The gardens were reached from the
chateau through external and internal galleries, the
most important of which was called the “Galerie
des Cerfs” on account of its decoration.
This gallery led to the magnificent staircase which,
no doubt, inspired the famous double staircase of
Chambord. It led, from floor to floor, to all
the apartments of the castle.
Though La Fontaine preferred the chateau
of Francois I. to that of Louis XII., perhaps the
naivete of that of the good king will give true artists
more pleasure, while at the same time they admire the
magnificent structure of the knightly king. The
elegance of the two staircases which are placed at
each end of the chateau of Louis XII., the delicate
carving and sculpture, so original in design, which
abound everywhere, the remains of which, though time
has done its worst, still charm the antiquary, all,
even to the semi-cloistral distribution of the apartments,
reveals a great simplicity of manners. Evidently,
the court did not yet exist; it had not developed,
as it did under Francois I. and Catherine de’
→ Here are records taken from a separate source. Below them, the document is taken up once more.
use std::{
    collections::HashMap,
    sync::{Mutex, MutexGuard, PoisonError},
};

use bitflags::bitflags;

use super::{MountId, VideoError};

bitflags! {
    /// Presentation classes the controllers toggle on page elements.
    #[derive(Debug, Clone, Copy, PartialEq, Eq, Default)]
    pub struct SurfaceFlags: u8 {
        /// Placeholder still faded out behind a playing preview
        const FADE_OUT = 1;
        /// Video surface faded in
        const FADE_IN = 1 << 1;
        /// Mute toggle shows the unmuted glyph
        const UNMUTED = 1 << 2;
    }
}

/// Display state of an element.
#[derive(Debug, Clone, Copy, PartialEq, Eq, Default)]
pub enum Visibility {
    /// Rendered by the page's stylesheet default
    #[default]
    Default,

    /// Forced visible
    Shown,

    /// Forced hidden
    Hidden,
}

/// The page's mount points, as seen by the players.
///
/// Effects on an element that does not exist are silently ignored, so a
/// controller never fails because a layout omitted an optional element.
pub trait Surface: Send + Sync + 'static {
    /// Whether an element with this id exists.
    fn contains(&self, id: &MountId) -> bool;

    /// Create `child` inside `parent`, replacing any existing element with that id.
    ///
    /// # Errors
    /// Returns `VideoError::MountNotFound` if `parent` does not exist.
    fn create(&self, parent: &MountId, child: &MountId) -> Result<(), VideoError>;

    /// Remove an element and everything inside it.
    fn remove(&self, id: &MountId);

    /// Remove everything inside an element.
    fn clear(&self, id: &MountId);

    /// Replace an element's background fill.
    fn set_background(&self, id: &MountId, fill: &str);

    /// Force an element's visibility.
    fn set_visibility(&self, id: &MountId, visibility: Visibility);

    /// Add or remove presentation flags.
    fn set_flags(&self, id: &MountId, flags: SurfaceFlags, on: bool);
}

/// Snapshot of one element held by [`MemorySurface`].
#[derive(Debug, Clone, Default, PartialEq)]
pub struct ElementState {
    /// Enclosing element, if created through [`Surface::create`]
    pub parent: Option<MountId>,
    /// Background fill, if one was set
    pub background: Option<String>,
    /// Forced visibility
    pub visibility: Visibility,
    /// Active presentation flags
    pub flags: SurfaceFlags,
}

/// In-memory [`Surface`] for headless runs and tests.
#[derive(Debug, Default)]
pub struct MemorySurface {
    elements: Mutex<HashMap<MountId, ElementState>>,
}

impl MemorySurface {
    /// Create an empty surface.
    pub fn new() -> Self {
        Self::default()
    }

    /// Create a surface holding the given root elements.
    pub fn with_elements<I, S>(ids: I) -> Self
    where
        I: IntoIterator<Item = S>,
        S: Into<MountId>,
    {
        let surface = Self::new();
        {
            let mut elements = surface.lock();
            for id in ids {
                elements.insert(id.into(), ElementState::default());
            }
        }
        surface
    }

    /// Add a root element.
    pub fn insert_root(&self, id: &MountId) {
        self.lock().entry(id.clone()).or_default();
    }

    /// Snapshot of an element.
    pub fn element(&self, id: &MountId) -> Option<ElementState> {
        self.lock().get(id).cloned()
    }

    /// Background fill of an element.
    pub fn background(&self, id: &MountId) -> Option<String> {
        self.lock().get(id).and_then(|el| el.background.clone())
    }

    /// Visibility of an element, `Default` when absent.
    pub fn visibility(&self, id: &MountId) -> Visibility {
        self.lock()
            .get(id)
            .map(|el| el.visibility)
            .unwrap_or_default()
    }

    /// Whether all of `flags` are set on an element.
    pub fn has_flags(&self, id: &MountId, flags: SurfaceFlags) -> bool {
        self.lock()
            .get(id)
            .is_some_and(|el| el.flags.contains(flags))
    }

    /// Ids of every element, sorted.
    pub fn element_ids(&self) -> Vec<MountId> {
        let mut ids: Vec<MountId> = self.lock().keys().cloned().collect();
        ids.sort();
        ids
    }

    fn lock(&self) -> MutexGuard<'_, HashMap<MountId, ElementState>> {
        self.elements.lock().unwrap_or_else(PoisonError::into_inner)
    }

    fn remove_children(elements: &mut HashMap<MountId, ElementState>, parent: &MountId) {
        let children: Vec<MountId> = elements
            .iter()
            .filter(|(_, el)| el.parent.as_ref() == Some(parent))
            .map(|(id, _)| id.clone())
            .collect();

        for child in children {
            elements.remove(&child);
            Self::remove_children(elements, &child);
        }
    }
}

impl Surface for MemorySurface {
    fn contains(&self, id: &MountId) -> bool {
        self.lock().contains_key(id)
    }

    fn create(&self, parent: &MountId, child: &MountId) -> Result<(), VideoError> {
        let mut elements = self.lock();
        if !elements.contains_key(parent) {
            return Err(VideoError::MountNotFound(parent.clone()));
        }

        Self::remove_children(&mut elements, child);
        elements.insert(
            child.clone(),
            ElementState {
                parent: Some(parent.clone()),
                ..ElementState::default()
            },
        );
        Ok(())
    }

    fn remove(&self, id: &MountId) {
        let mut elements = self.lock();
        elements.remove(id);
        Self::remove_children(&mut elements, id);
    }

    fn clear(&self, id: &MountId) {
        Self::remove_children(&mut self.lock(), id);
    }

    fn set_background(&self, id: &MountId, fill: &str) {
        if let Some(el) = self.lock().get_mut(id) {
            el.background = Some(fill.to_string());
        }
    }

    fn set_visibility(&self, id: &MountId, visibility: Visibility) {
        if let Some(el) = self.lock().get_mut(id) {
            el.visibility = visibility;
        }
    }

    fn set_flags(&self, id: &MountId, flags: SurfaceFlags, on: bool) {
        if let Some(el) = self.lock().get_mut(id) {
            el.flags.set(flags, on);
        }
    }
}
Medici, to the great detriment of feudal customs.
As we admire the galleries, or most of them, the capitals
of the columns, and certain figurines of exquisite
delicacy, it is impossible not to imagine that Michel
Columb, that great sculptor, the Michel-Angelo of
Brittany, passed that way for the pleasure of Queen
Anne, whom he afterwards immortalized on the tomb of
her father, the last duke of Brittany.
Whatever La Fontaine may choose to
say about the “little galleries” and the
“little ornamentations,” nothing can be
more grandiose than the dwelling of the splendid Francois.
Thanks to I know not what indifference, to forgetfulness
perhaps, the apartments occupied by Catherine de’
Medici and her son Francois II. present to us to-day
the leading features of that time. The historian
can there restore the tragic scenes of the drama of
the Reformation,—a drama in which the dual
struggle of the Guises and of the Bourbons against
the Valois was a series of most complicated acts,
the plot of which was here unravelled.
The chateau of Francois I. completely
crushes the artless habitation of Louis XII. by its
imposing masses. On the side of the gardens, that
is, toward the modern place des Jesuites, the castle
presents an elevation nearly double that which it
shows on the side of the courtyard. The ground-floor
on this side forms the second floor on the side of
the gardens, where are placed the celebrated galleries.
Thus the first floor above the ground-floor toward
the courtyard (where Queen Catherine was lodged) is
the third floor on the garden side, and the king’s
apartments were four storeys above the garden, which
at the time of which we write was separated from the
base of the castle by a deep moat. The chateau,
already colossal as viewed from the courtyard, appears
gigantic when seen from below, as La Fontaine saw it.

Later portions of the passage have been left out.